→ PROMPT: Using the listing below, select the lines with the word "NotSupported" and copy them.

----- MATERIAL FOR THIS TASK

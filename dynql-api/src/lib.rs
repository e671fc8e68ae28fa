use dynql_core::{DriverConfig, Result, StoreClient};
use std::sync::atomic::{AtomicBool, Ordering};
use std::sync::Arc;

pub use dynql_core::{params, Error as DynqlError, MissingKeyPolicy, Value};

mod catalog;
mod executor;

pub mod prepared;
pub use prepared::PreparedStatement;

pub mod result;
pub use result::ExecResult;

pub mod rows;
pub use rows::{Row, RowSet};

pub mod transaction;
pub use transaction::{Transaction, TxState};

use catalog::SchemaCache;

/// Driver connection handle over a [`StoreClient`]
pub struct Connection {
    store: Arc<dyn StoreClient>,
    catalog: SchemaCache,
    config: DriverConfig,
    tx_open: AtomicBool,
}

impl Connection {
    /// Create a connection with the default configuration
    pub fn new(store: Arc<dyn StoreClient>) -> Self {
        Self {
            catalog: SchemaCache::new(store.clone()),
            store,
            config: DriverConfig::default(),
            tx_open: AtomicBool::new(false),
        }
    }

    /// Create a connection with a custom configuration
    pub fn with_config(store: Arc<dyn StoreClient>, config: DriverConfig) -> Result<Self> {
        config.validate()?;
        Ok(Self {
            catalog: SchemaCache::new(store.clone()),
            store,
            config,
            tx_open: AtomicBool::new(false),
        })
    }

    pub fn config(&self) -> &DriverConfig {
        &self.config
    }

    /// Run a statement immediately (autocommit)
    ///
    /// # Examples
    ///
    /// ```
    /// use dynql_api::{params, Connection};
    /// use dynql_core::MemoryStore;
    /// use std::sync::Arc;
    ///
    /// let conn = Connection::new(Arc::new(MemoryStore::new()));
    /// conn.exec("CREATE TABLE users WITH pk=id:string", &[]).unwrap();
    ///
    /// let res = conn
    ///     .exec("INSERT INTO users VALUE {'id': ?, 'name': ?}", &params!["u1", "Alice"])
    ///     .unwrap();
    /// assert_eq!(res.rows_affected(), 1);
    /// ```
    pub fn exec(&self, sql: &str, params: &[Value]) -> Result<ExecResult> {
        let compiled = self.compile(sql)?;
        self.execute_compiled(&compiled, params)
    }

    /// Run a read statement and return its rows lazily
    pub fn query(&self, sql: &str, params: &[Value]) -> Result<RowSet> {
        let compiled = self.compile(sql)?;
        self.query_compiled(&compiled, params)
    }

    /// Compile a statement for repeated execution
    pub fn prepare(&self, sql: &str) -> Result<PreparedStatement<'_>> {
        let compiled = self.compile(sql)?;
        Ok(PreparedStatement::new(self, compiled))
    }

    /// Open a transaction. Fails while another one is open on this connection.
    pub fn begin(&self) -> Result<Transaction<'_>> {
        if self
            .tx_open
            .compare_exchange(false, true, Ordering::AcqRel, Ordering::Acquire)
            .is_err()
        {
            return Err(DynqlError::TransactionState(
                "a transaction is already open on this connection".to_string(),
            ));
        }
        Ok(Transaction::new(self))
    }
}

#[cfg(test)]
mod tests {
    use super::*;
    use dynql_core::MemoryStore;

    #[test]
    fn test_with_config_validates() {
        let err = Connection::with_config(
            Arc::new(MemoryStore::new()),
            DriverConfig::new().with_scan_page_size(0),
        )
        .err()
        .unwrap();
        assert_eq!(err.code(), "INVALID_CONFIG");
    }

    #[test]
    fn test_statement_length_limit() {
        let conn = Connection::with_config(
            Arc::new(MemoryStore::new()),
            DriverConfig::new().with_max_statement_length(16),
        )
        .unwrap();
        let err = conn.exec("CREATE TABLE tbltest WITH pk=id:string", &[]).unwrap_err();
        assert_eq!(err.code(), "SYNTAX_ERROR");
    }

    #[test]
    fn test_single_open_transaction() {
        let conn = Connection::new(Arc::new(MemoryStore::new()));
        let mut tx = conn.begin().unwrap();
        let err = conn.begin().err().unwrap();
        assert_eq!(err.code(), "TRANSACTION_STATE_ERROR");

        tx.rollback().unwrap();
        assert!(conn.begin().is_ok());
    }

    #[test]
    fn test_connection_is_send_sync() {
        fn assert_send_sync<T: Send + Sync>() {}
        assert_send_sync::<Connection>();
    }
}
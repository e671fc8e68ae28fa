use thiserror::Error;

/// Error codes reported by the store for rejected requests.
///
/// These travel inside [`Error::Store`] unchanged so callers can branch on
/// the store's own classification.
pub mod store_code {
    pub const CONDITIONAL_CHECK_FAILED: &str = "CONDITIONAL_CHECK_FAILED";
    pub const RESOURCE_NOT_FOUND: &str = "RESOURCE_NOT_FOUND";
    pub const RESOURCE_IN_USE: &str = "RESOURCE_IN_USE";
    pub const THROUGHPUT_EXCEEDED: &str = "THROUGHPUT_EXCEEDED";
    pub const TRANSACTION_CANCELED: &str = "TRANSACTION_CANCELED";
    pub const VALIDATION: &str = "VALIDATION";
    pub const INTERNAL: &str = "INTERNAL";
}

#[derive(Error, Debug, Clone, PartialEq)]
pub enum Error {
    /// Malformed dialect text, tagged with the offending token's position
    #[error("Syntax error at line {line}, column {column}: {message}")]
    Syntax {
        message: String,
        line: u64,
        column: u64,
    },

    #[error("Compile error: {0}")]
    Compile(String),

    #[error("Validation error: {0}")]
    Validation(String),

    #[error("Bind error: {0}")]
    Bind(String),

    /// Remote rejection, carrying the store's native code
    #[error("Store error [{code}]: {message}")]
    Store { code: String, message: String },

    #[error("Transaction state error: {0}")]
    TransactionState(String),

    /// Commit-time batch failure; nothing in the batch was applied
    #[error("Transaction failed: {0}")]
    Transaction(String),

    #[error("{0} is not supported")]
    NotSupported(String),

    /// Deadline or cancellation reported by the store client
    #[error("Operation cancelled: {0}")]
    Cancelled(String),

    #[error("Invalid configuration: {0}")]
    InvalidConfig(String),

    #[error("Internal error: {0}")]
    Internal(String),
}

impl Error {
    /// Returns a stable error code for this error variant.
    /// For store errors this is the store's own code.
    pub fn code(&self) -> &str {
        match self {
            Error::Syntax { .. } => "SYNTAX_ERROR",
            Error::Compile(_) => "COMPILE_ERROR",
            Error::Validation(_) => "VALIDATION_ERROR",
            Error::Bind(_) => "BIND_ERROR",
            Error::Store { code, .. } => code,
            Error::TransactionState(_) => "TRANSACTION_STATE_ERROR",
            Error::Transaction(_) => "TRANSACTION_ERROR",
            Error::NotSupported(_) => "NOT_SUPPORTED",
            Error::Cancelled(_) => "CANCELLED",
            Error::InvalidConfig(_) => "INVALID_CONFIG",
            Error::Internal(_) => "INTERNAL_ERROR",
        }
    }

    /// Returns true if the caller may reasonably retry the same call.
    ///
    /// Nothing inside this crate retries; the flag is for the caller or the
    /// transport layer.
    pub fn is_retryable(&self) -> bool {
        match self {
            Error::Store { code, .. } => code == store_code::THROUGHPUT_EXCEEDED,
            Error::Cancelled(_) => true,

            Error::Syntax { .. }
            | Error::Compile(_)
            | Error::Validation(_)
            | Error::Bind(_)
            | Error::TransactionState(_)
            | Error::Transaction(_)
            | Error::NotSupported(_)
            | Error::InvalidConfig(_)
            | Error::Internal(_) => false,
        }
    }

    /// Builds a store error from a code and message.
    pub fn store(code: impl Into<String>, message: impl Into<String>) -> Self {
        Error::Store {
            code: code.into(),
            message: message.into(),
        }
    }

    /// True for a store rejection caused by a failed write condition.
    pub fn is_conditional_check_failed(&self) -> bool {
        matches!(self, Error::Store { code, .. } if code == store_code::CONDITIONAL_CHECK_FAILED)
    }

    /// Adds context to an error by wrapping it in an Internal error.
    pub fn with_context(self, context: &str) -> Error {
        Error::Internal(format!("{}: {}", context, self))
    }
}

pub type Result<T> = std::result::Result<T, Error>;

----------

→ TASK ANSWER:
    NotSupported(String),
            Error::NotSupported(_) => "NOT_SUPPORTED",
            | Error::NotSupported(_)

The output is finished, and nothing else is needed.